Artificial egg-laying sites for lizards: a conservation strategy

  • Published source details Castilla A.M. & Swallow J.G. (1995) Artificial egg-laying sites for lizards: a conservation strategy. Biological Conservation, 72, 387-391.


This study is summarised as evidence for the following.

Action Category

Create artificial nests or nesting sites

Action Link
Reptile Conservation
  1. Create artificial nests or nesting sites

    A study in 1993 on an island in the Columbretes archipelago, Spain (Castilla & Swallow 1995) found that all of 15 artificial nests were visited by Iberian wall lizards Podarcis hispanica atrata and one nest contained a clutch of laid eggs. All 15 artificial nests were used as basking and burrowing sites by adult male and female Iberian wall lizards (rocky area: total 3–17 active lizards/nest; vegetated area: 7–35 active lizards/nest). One artificial nest (in the vegetated area) had a clutch of two eggs laid in it, which hatched successfully.
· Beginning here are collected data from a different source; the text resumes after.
impl ObjectMemory {
    pub fn new(settings: MemorySettings) -> Result<Self, &'static str> {
        settings.validate()?;
        let semi = settings.semispace_size;
        Ok(Self {
            arena: vec![0; semi * 2],
            to: Semispace { start: 0, end: semi },
            from: Semispace {
                start: semi,
                end: semi * 2,
            },
            free: 0,
            stats: GcStats::default(),
            settings,
            hash_counter: HASH_SEED,
        })
    }

    pub fn settings(&self) -> &MemorySettings {
        &self.settings
    }

    pub fn set_gc_enabled(&mut self, enabled: bool) {
        self.settings.gc_enabled = enabled;
    }

    pub fn stats(&self) -> &GcStats {
        &self.stats
    }

    /// Bytes occupied by objects in the active semispace.
    pub fn used_bytes(&self) -> usize {
        self.free - self.to.start
    }

    pub fn free_bytes(&self) -> usize {
        self.to.end - self.free
    }

    pub fn in_lower_semispace(&self) -> bool {
        self.to.start == 0
    }

    fn next_hash(&mut self) -> u32 {
        let hash = self.hash_counter & HASH_MASK;
        self.hash_counter = self.hash_counter.wrapping_add(HASH_STEP);
        hash
    }

    /// Allocates an object of `size` elements. Pointer bodies are filled
    /// with `fill` (nil), word and byte bodies with zero.
    ///
    /// When the active semispace is full this collects once; `class` and
    /// `fill` are re-resolved across the collection. A request that still
    /// does not fit is fatal.
    pub fn allocate(
        &mut self,
        class: Value,
        size: usize,
        kind: ObjectKind,
        fill: Value,
        roots: &mut dyn RootProvider,
    ) -> Result<Value, VmError> {
        let bytes = extent(size, kind);
        if size > COUNT_MASK as usize || bytes > self.settings.semispace_size {
            return Err(VmError::MemoryExhausted { requested: bytes });
        }

        let mut pinned = [class, fill];
        if self.free + bytes > self.to.end {
            if !self.settings.gc_enabled {
                return Err(VmError::MemoryExhausted { requested: bytes });
            }
            self.collect(&mut PinnedRoots::new(roots, &mut pinned))?;
            if self.free + bytes > self.to.end {
                return Err(VmError::MemoryExhausted { requested: bytes });
            }
        }
        let [class, fill] = pinned;

        let offset = self.free;
        let address =
            Address::from_offset(offset).ok_or(VmError::MemoryExhausted { requested: bytes })?;
        self.free += bytes;

        let hash = self.next_hash();
        self.write_word(offset + CLASS_OFFSET, class.encode());
        self.write_word(offset + HASH_OFFSET, hash);
        self.write_word(offset + SIZE_OFFSET, size as u32 | kind.flags().bits());

        let body = offset + HEADER_BYTES;
        match kind {
            ObjectKind::Pointers => {
                let word = fill.encode().to_le_bytes();
                for slot in self.arena[body..body + size * WORD_BYTES].chunks_exact_mut(WORD_BYTES) {
                    slot.copy_from_slice(&word);
                }
            }
            ObjectKind::Words | ObjectKind::Bytes => {
                self.arena[body..offset + bytes].fill(0);
            }
        }

        self.stats.record_allocation(bytes);
        Ok(Value::Ref(address))
    }

    #[inline]
    pub(crate) fn read_word(&self, offset: usize) -> u32 {
        let mut b = [0u8; WORD_BYTES];
        b.copy_from_slice(&self.arena[offset..offset + WORD_BYTES]);
        u32::from_le_bytes(b)
    }

    #[inline]
    pub(crate) fn write_word(&mut self, offset: usize, word: u32) {
        self.arena[offset..offset + WORD_BYTES].copy_from_slice(&word.to_le_bytes());
    }

    /// Header offset of a live object, checked against the active region.
    fn header(&self, operation: &'static str, object: Value) -> Result<usize, VmError> {
        match object {
            Value::SmallInt(_) => Err(VmError::NotAnObject {
                operation,
                value: object,
            }),
            Value::Ref(address) => {
                let offset = address.offset();
                if offset >= self.to.start && offset + HEADER_BYTES <= self.free {
                    Ok(offset)
                } else {
                    Err(VmError::DanglingReference {
                        operation,
                        value: object,
                    })
                }
            }
        }
    }

    fn size_word(&self, offset: usize) -> (usize, SizeFlags) {
        let word = self.read_word(offset + SIZE_OFFSET);
        (
            (word & COUNT_MASK) as usize,
            SizeFlags::from_bits_truncate(word),
        )
    }

    /// Body offset of element `index`, checked for kind and bounds.
    fn element(
        &self,
        operation: &'static str,
        object: Value,
        index: usize,
        expected: ObjectKind,
    ) -> Result<usize, VmError> {
        let offset = self.header(operation, object)?;
        let (count, flags) = self.size_word(offset);
        if ObjectKind::from_flags(flags) != expected {
            return Err(VmError::WrongKind {
                operation,
                expected,
            });
        }
        if index >= count {
            return Err(VmError::IndexOutOfRange {
                operation,
                index: index as i64,
                size: count,
            });
        }
        Ok(offset + HEADER_BYTES + index * expected.element_bytes())
    }

    /// The class word of a heap object. Small integers have no class word;
    /// the machine maps them to its ShortInteger class.
    pub fn class_of_object(&self, object: Value) -> Result<Value, VmError> {
        let offset = self.header("getClass", object)?;
        Ok(Value::decode(self.read_word(offset + CLASS_OFFSET)))
    }

    pub fn set_class(&mut self, object: Value, class: Value) -> Result<(), VmError> {
        let offset = self.header("setClass", object)?;
        self.write_word(offset + CLASS_OFFSET, class.encode());
        Ok(())
    }

    /// Small integers hash to zero.
    pub fn hash(&self, object: Value) -> Result<u32, VmError> {
        match object {
            Value::SmallInt(_) => Ok(0),
            Value::Ref(_) => {
                let offset = self.header("getHash", object)?;
                Ok(self.read_word(offset + HASH_OFFSET))
            }
        }
    }

    pub fn set_hash(&mut self, object: Value, hash: u32) -> Result<(), VmError> {
        let offset = self.header("setHash", object)?;
        self.write_word(offset + HASH_OFFSET, hash & HASH_MASK);
        Ok(())
    }

    /// Element count. Small integers have size zero.
    pub fn size(&self, object: Value) -> Result<usize, VmError> {
        match object {
            Value::SmallInt(_) => Ok(0),
            Value::Ref(_) => {
                let offset = self.header("getSize", object)?;
                Ok(self.size_word(offset).0)
            }
        }
    }

    pub fn kind(&self, object: Value) -> Result<ObjectKind, VmError> {
        let offset = self.header("kind", object)?;
        Ok(ObjectKind::from_flags(self.size_word(offset).1))
    }

    pub fn get_ptr(&self, object: Value, index: usize) -> Result<Value, VmError> {
        let at = self.element("getPtr", object, index, ObjectKind::Pointers)?;
        Ok(Value::decode(self.read_word(at)))
    }

    pub fn set_ptr(&mut self, object: Value, index: usize, value: Value) -> Result<(), VmError> {
        let at = self.element("setPtr", object, index, ObjectKind::Pointers)?;
        self.write_word(at, value.encode());
        Ok(())
    }

    pub fn get_word(&self, object: Value, index: usize) -> Result<u32, VmError> {
        let at = self.element("getWord", object, index, ObjectKind::Words)?;
        Ok(self.read_word(at))
    }

    pub fn set_word(&mut self, object: Value, index: usize, word: u32) -> Result<(), VmError> {
        let at = self.element("setWord", object, index, ObjectKind::Words)?;
        self.write_word(at, word);
        Ok(())
    }

    pub fn get_byte(&self, object: Value, index: usize) -> Result<u8, VmError> {
        let at = self.element("getByte", object, index, ObjectKind::Bytes)?;
        Ok(self.arena[at])
    }

    pub fn set_byte(&mut self, object: Value, index: usize, byte: u8) -> Result<(), VmError> {
        let at = self.element("setByte", object, index, ObjectKind::Bytes)?;
        self.arena[at] = byte;
        Ok(())
    }

    /// The whole body of a byte object.
    pub fn bytes(&self, object: Value) -> Result<&[u8], VmError> {
        let offset = self.header("bytes", object)?;
        let (count, flags) = self.size_word(offset);
        if ObjectKind::from_flags(flags) != ObjectKind::Bytes {
            return Err(VmError::WrongKind {
                operation: "bytes",
                expected: ObjectKind::Bytes,
            });
        }
        let body = offset + HEADER_BYTES;
        Ok(&self.arena[body..body + count])
    }

    pub fn bytes_mut(&mut self, object: Value) -> Result<&mut [u8], VmError> {
        let offset = self.header("bytes", object)?;
        let (count, flags) = self.size_word(offset);
        if ObjectKind::from_flags(flags) != ObjectKind::Bytes {
            return Err(VmError::WrongKind {
                operation: "bytes",
                expected: ObjectKind::Bytes,
            });
        }
        let body = offset + HEADER_BYTES;
        Ok(&mut self.arena[body..body + count])
    }

    /// Every object in the active semispace, in address order.
    pub fn objects(&self) -> ObjectIter<'_> {
        ObjectIter {
            memory: self,
            cursor: self.to.start,
        }
    }

    /// Bytes of extent for the object at `offset`, from its size word.
    pub(crate) fn extent_at(&self, offset: usize) -> usize {
        let (count, flags) = self.size_word(offset);
        extent(count, ObjectKind::from_flags(flags))
    }

    pub(crate) fn flags_at(&self, offset: usize) -> SizeFlags {
        self.size_word(offset).1
    }

    pub(crate) fn count_at(&self, offset: usize) -> usize {
        self.size_word(offset).0
    }

    /// Occupied part of the active semispace.
    pub(crate) fn live_region(&self) -> &[u8] {
        &self.arena[self.to.start..self.free]
    }

    /// Installs a saved arena image into the lower semispace.
    pub(crate) fn load_region(&mut self, bytes: &[u8]) -> Result<(), VmError> {
        let semi = self.settings.semispace_size;
        if bytes.len() > semi {
            return Err(VmError::MemoryExhausted {
                requested: bytes.len(),
            });
        }
        self.to = Semispace { start: 0, end: semi };
        self.from = Semispace {
            start: semi,
            end: semi * 2,
        };
        self.arena[..bytes.len()].copy_from_slice(bytes);
        self.free = bytes.len();
        Ok(())
    }
}

pub struct ObjectIter<'a> {
    memory: &'a ObjectMemory,
    cursor: usize,
}

impl Iterator for ObjectIter<'_> {
    type Item = Value;

    fn next(&mut self) -> Option<Value> {
        if self.cursor + HEADER_BYTES > self.memory.free {
            return None;
        }
        let offset = self.cursor;
        self.cursor += self.memory.extent_at(offset);
        Address::from_offset(offset).map(Value::Ref)
    }
}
A total of 39 of 47 introduced eggs (83%) survived and developed successfully in the artificial nests. Fifteen white plastic containers (20 x 15 x 7 cm) filled with volcanic sand (five with rocks, five with stone shingle) were placed in a rocky area with a low density of lizards (seven containers; <100 lizards/ha) and a vegetated area with a high density of lizards (eight containers; 800 lizards/ha). Containers were covered with stone slabs and placed on the ground 5–15 m apart surrounded by rocks. Water was added every other day. In May–July 1993, lizards and their faecal pellets and burrows were counted during 40 x 5-minute observations over 19–20 days. All 15 containers were searched for naturally laid eggs on two occasions. Three introduced eggs (laid by captive female lizards) were placed in each container and survival recorded weekly.